I work in accounting, so we are still super busy with personal taxes (Canada). Yesterday, in our staff meeting, our boss said payday wouldn't be until mid-May because he just didn't have time to do it. He was just joking, but one of the junior CA's started freaking out. What about my mortgage payment? Car payment? etc. I was just meh. Whatever.

If my employer can't pay me once (and I consider paying late not paying me) for any reason then that gives me serious concerns about the whole organization and I would immediately begin job hunting. Sure I can make my mortgage payment now but what about six months from now?

Not quite the same, but a previous employer announced in a company meeting that as a cash-conservation measure until the next round of funding showed up, they were going to stop paying withholding tax. The alarms going off in my head drowned out pretty much everything else they said, but I looked around the room and nobody else seemed even the least bit fazed by it. As far as I know they all went down with the ship.

The next April, I got a call from their HR person (the owner's wife) who said they weren't even going to issue W-2's. I'm guessing that they played even more sketchy tricks with the payroll and didn't want to document it.

I knew someone who was a partner in a business that decided to do that. It was in addition to a bunch of other asinine get-money-quickly ideas to bail out a business that had been managed into the ground due in part to his own bad decision making. He never could understand why I didn't want to come work for him. (He was a really smart dude, but stupid at the same time.)
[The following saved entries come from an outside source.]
use std::fs::{self, File};
use std::io::{self, Read};
use std::path::{Path, PathBuf};

use tempfile::TempPath;
use tokio::io::AsyncWriteExt;

use super::{stored_name, StoreError, Stored, UploadTarget, TEMP_PREFIX};
use crate::codec::gzip::{self, ContentEncoding};
use crate::codec::hash::{self, ContentHash};

/// An upload being received into a temp file in its destination directory.
///
/// The temp file is removed when this value (or the path it hands to
/// [`commit`]) is dropped, so an aborted request leaves nothing behind.
pub struct PendingUpload {
    file: tokio::fs::File,
    path: TempPath,
    written: u64,
    limit: Option<u64>,
}

impl PendingUpload {
    pub(super) fn create(dir: &Path, limit: Option<u64>) -> Result<Self, StoreError> {
        fs::create_dir_all(dir)?;
        let (file, path) = tempfile::Builder::new()
            .prefix(TEMP_PREFIX)
            .tempfile_in(dir)?
            .into_parts();
        Ok(Self {
            file: tokio::fs::File::from_std(file),
            path,
            written: 0,
            limit,
        })
    }

    pub async fn write(&mut self, chunk: &[u8]) -> Result<(), StoreError> {
        self.written += chunk.len() as u64;
        if let Some(limit) = self.limit {
            if self.written > limit {
                return Err(StoreError::PayloadTooLarge(limit));
            }
        }
        self.file.write_all(chunk).await?;
        Ok(())
    }

    /// Flush everything to disk and hand back the temp file's path.
    pub(super) async fn finish(mut self) -> Result<TempPath, StoreError> {
        self.file.flush().await?;
        self.file.sync_all().await?;
        Ok(self.path)
    }
}

/// The parts of a location that depend only on the content and the target.
struct Naming<'a> {
    directory: &'a str,
    hash: &'a ContentHash,
    extension: Option<&'a str>,
}

impl Naming<'_> {
    fn subdirectory(&self) -> String {
        format!("{}/{}", self.directory, self.hash.prefix())
    }

    fn location(&self, collision: u32) -> String {
        let mut location = format!("{}/{}", self.subdirectory(), self.hash.remainder());
        if collision > 1 {
            location.push_str(&format!("_{collision}"));
        }
        if let Some(ext) = self.extension {
            location.push('.');
            location.push_str(ext);
        }
        location
    }
}

/// Decide the on-disk representation, hash the logical bytes and link the
/// temp file into its final name.
pub(super) fn commit(
    root: &Path,
    temp: TempPath,
    target: UploadTarget,
    encoding: ContentEncoding,
    extension: Option<String>,
) -> Result<Stored, StoreError> {
    let (temp, storage_compressed) = normalize(temp, encoding)?;

    let hash = if storage_compressed {
        hash::hash_reader(gzip::decoder(File::open(&temp)?)).map_err(StoreError::from_decode)?
    } else {
        hash::hash_reader(File::open(&temp)?)?
    };

    let (directory, extension, exact) = match &target {
        UploadTarget::Directory(dir) => (dir.as_str(), extension.as_deref(), None),
        UploadTarget::Exact(exact) => {
            if exact.prefix != hash.prefix() || exact.remainder != hash.remainder() {
                return Err(StoreError::WrongLocation(exact.location.clone()));
            }
            (exact.directory.as_str(), exact.extension.as_deref(), Some(exact))
        }
    };

    let naming = Naming {
        directory,
        hash: &hash,
        extension,
    };
    let subdirectory = root.join(naming.subdirectory().trim_start_matches('/'));
    fs::create_dir_all(&subdirectory)?;

    let mut collision = 1;
    let mut location = match exact {
        Some(exact) => exact.location.clone(),
        None => naming.location(collision),
    };

    let (stored_path, new_object) = loop {
        let stored_path = stored_name(&location, storage_compressed);
        let destination = root.join(stored_path.trim_start_matches('/'));

        // the same location may already be held in the other representation
        let mut occupant = None;
        if let Some((alt_path, alt_compressed)) = alternate(&location, storage_compressed) {
            let alt = root.join(alt_path.trim_start_matches('/'));
            if let Some(same) = occupied_by(&alt, alt_compressed, &temp, storage_compressed)? {
                occupant = Some((same, alt_path));
            }
        }
        let occupant = match occupant {
            Some(found) => Some(found),
            None => link_or_compare(&temp, &destination, storage_compressed)?
                .map(|same| (same, stored_path.clone())),
        };

        match occupant {
            None => break (stored_path, true),
            Some((true, existing)) => {
                // a storage name that resolved to the raw copy reports the raw location
                if location.ends_with(gzip::STORAGE_SUFFIX) && !existing.ends_with(gzip::STORAGE_SUFFIX) {
                    location = existing.clone();
                }
                break (existing, false);
            }
            Some((false, _)) if exact.is_some() => {
                return Err(StoreError::SlotConflict(location));
            }
            Some((false, _)) => {
                // a different object already has this name; probe the next slot
                collision += 1;
                location = naming.location(collision);
            }
        }
    };

    sync_directory(&subdirectory);

    Ok(Stored {
        location,
        stored_path,
        new_object,
    })
}

/// Work out whether the bytes on disk will be gzip, rewriting the temp file when
/// a gzip transfer encoding wraps content that is itself a gzip file.
fn normalize(temp: TempPath, encoding: ContentEncoding) -> Result<(TempPath, bool), StoreError> {
    match encoding {
        ContentEncoding::Identity => {
            let (compressed, _) = gzip::sniff(File::open(&temp)?)?;
            Ok((temp, compressed))
        }
        ContentEncoding::Gzip => {
            let (artifact, _) =
                gzip::sniff(gzip::decoder(File::open(&temp)?)).map_err(StoreError::from_decode)?;
            if !artifact {
                // plain content sent gzipped: keep the wire bytes as the stored form
                return Ok((temp, true));
            }

            // strip the redundant transfer encoding, keeping the inner gzip file
            let dir = temp
                .parent()
                .map(Path::to_path_buf)
                .unwrap_or_else(|| PathBuf::from("."));
            let (mut out, decoded) = tempfile::Builder::new()
                .prefix(TEMP_PREFIX)
                .tempfile_in(&dir)?
                .into_parts();
            io::copy(&mut gzip::decoder(File::open(&temp)?), &mut out)
                .map_err(StoreError::from_decode)?;
            out.sync_all()?;
            Ok((decoded, true))
        }
    }
}

/// The other on-disk representation of a location, if one can exist.
///
/// A storage-compressed location that already carries the storage suffix, as
/// replicating peers send it, is checked against its unsuffixed raw name.
fn alternate(location: &str, storage_compressed: bool) -> Option<(String, bool)> {
    match location.strip_suffix(gzip::STORAGE_SUFFIX) {
        Some(raw) if storage_compressed => Some((raw.to_string(), false)),
        Some(_) => None,
        None if storage_compressed => Some((location.to_string(), false)),
        None => Some((stored_name(location, true), true)),
    }
}

/// `None` if nothing is at `path`, otherwise whether it holds the same logical content.
fn occupied_by(
    path: &Path,
    path_compressed: bool,
    temp: &Path,
    temp_compressed: bool,
) -> Result<Option<bool>, StoreError> {
    match fs::metadata(path) {
        Ok(meta) if meta.is_file() => {
            Ok(Some(same_logical(path, path_compressed, temp, temp_compressed)))
        }
        Ok(_) => Ok(Some(false)),
        Err(e) if e.kind() == io::ErrorKind::NotFound => Ok(None),
        Err(e) => Err(e.into()),
    }
}

/// Atomically bind `destination` to the temp file's contents.
///
/// Returns `None` when the link was created, otherwise whether the existing file
/// holds the same logical content.
fn link_or_compare(temp: &Path, destination: &Path, compressed: bool) -> Result<Option<bool>, StoreError> {
    match fs::hard_link(temp, destination) {
        Ok(()) => Ok(None),
        Err(e) if e.kind() == io::ErrorKind::AlreadyExists => {
            if fs::metadata(destination).map(|m| m.is_file()).unwrap_or(false) {
                Ok(Some(same_logical(destination, compressed, temp, compressed)))
            } else {
                // can't compare against a directory or an unreadable entry
                Err(e.into())
            }
        }
        Err(e) => Err(e.into()),
    }
}

fn same_logical(a: &Path, a_compressed: bool, b: &Path, b_compressed: bool) -> bool {
    let (Ok(file_a), Ok(file_b)) = (File::open(a), File::open(b)) else {
        return false;
    };
    let reader_a = logical_reader(file_a, a_compressed);
    let reader_b = logical_reader(file_b, b_compressed);
    gzip::same_contents(reader_a, reader_b).unwrap_or(false)
}

fn logical_reader(file: File, compressed: bool) -> Box<dyn Read> {
    if compressed {
        Box::new(gzip::decoder(file))
    } else {
        Box::new(file)
    }
}

fn sync_directory(dir: &Path) {
    // not every platform lets us open a directory for syncing
    if let Ok(handle) = File::open(dir) {
        let _ = handle.sync_all();
    }
}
However, if these guys burn you and you report them to the IRS for failure to pay withholding tax, you may be able to get a cut of it if you blow the whistle on them.

Yeah when I was working as an accountant one of our clients refused to pay sales tax. He was happy to collect it and couldn't get himself to listen to us when we said that we would be unwilling to sign off on his taxes. He went to a competitor of ours and was told the same thing. His restaurant didn't last very long anyways.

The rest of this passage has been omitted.